_WORK TO BE COMPLETED:_
Your task is to print each entry exactly as written.

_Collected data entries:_
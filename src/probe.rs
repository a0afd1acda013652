use std::time::Duration;
use tracing::Level;

use crate::client::ComfyApi;
use crate::events::EventSink;

#[derive(Debug, Clone, Copy, PartialEq, Eq)]
pub struct ProbeReport {
    pub reachable: bool,
    pub attempts: u32,
}

/// Polls the generation service's health endpoint until it answers 200 or
/// the attempt budget runs out. Transport errors and non-200 responses are
/// swallowed; the service is expected to flap while it boots. Never fails —
/// the orchestrator checks the returned flag.
pub fn wait_until_ready(
    api: &dyn ComfyApi,
    max_attempts: u32,
    interval: Duration,
    sink: &dyn EventSink,
) -> ProbeReport {
    for attempt in 1..=max_attempts {
        match api.health() {
            Ok(200) => {
                sink.record(
                    Level::INFO,
                    "probe",
                    &format!("API is reachable after {attempt} attempts"),
                );
                return ProbeReport {
                    reachable: true,
                    attempts: attempt,
                };
            }
            Ok(_) | Err(_) => {}
        }
        std::thread::sleep(interval);
    }

    sink.record(
        Level::WARN,
        "probe",
        &format!("failed to connect after {max_attempts} attempts"),
    );
    ProbeReport {
        reachable: false,
        attempts: max_attempts,
    }
}
pub mod alarm;
pub mod analysis;
pub mod buffer;
pub mod cli;
pub mod config;
pub mod geo;
pub mod notify;
pub mod pipeline;
pub mod record;
pub mod services;
pub mod sink;
pub mod source;
pub mod storage;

_YOUR SOLUTION:_
filename src/probe.rs
repository a0afd1acda013652
use std::time::Duration;
use tracing::Level;

use crate::client::ComfyApi;
use crate::events::EventSink;

#[derive(Debug, Clone, Copy, PartialEq, Eq)]
pub struct ProbeReport {
    pub reachable: bool,
    pub attempts: u32,
}

/// Polls the generation service's health endpoint until it answers 200 or
/// the attempt budget runs out. Transport errors and non-200 responses are
/// swallowed; the service is expected to flap while it boots. Never fails —
/// the orchestrator checks the returned flag.
pub fn wait_until_ready(
    api: &dyn ComfyApi,
    max_attempts: u32,
    interval: Duration,
    sink: &dyn EventSink,
) -> ProbeReport {
    for attempt in 1..=max_attempts {
        match api.health() {
            Ok(200) => {
                sink.record(
                    Level::INFO,
                    "probe",
                    &format!("API is reachable after {attempt} attempts"),
                );
                return ProbeReport {
                    reachable: true,
                    attempts: attempt,
                };
            }
            Ok(_) | Err(_) => {}
        }
        std::thread::sleep(interval);
    }

    sink.record(
        Level::WARN,
        "probe",
        &format!("failed to connect after {max_attempts} attempts"),
    );
    ProbeReport {
        reachable: false,
        attempts: max_attempts,
    }
}
pub mod alarm;
pub mod analysis;
pub mod buffer;
pub mod cli;
pub mod config;
pub mod geo;
pub mod notify;
pub mod pipeline;
pub mod record;
pub mod services;
pub mod sink;
pub mod source;
pub mod storage;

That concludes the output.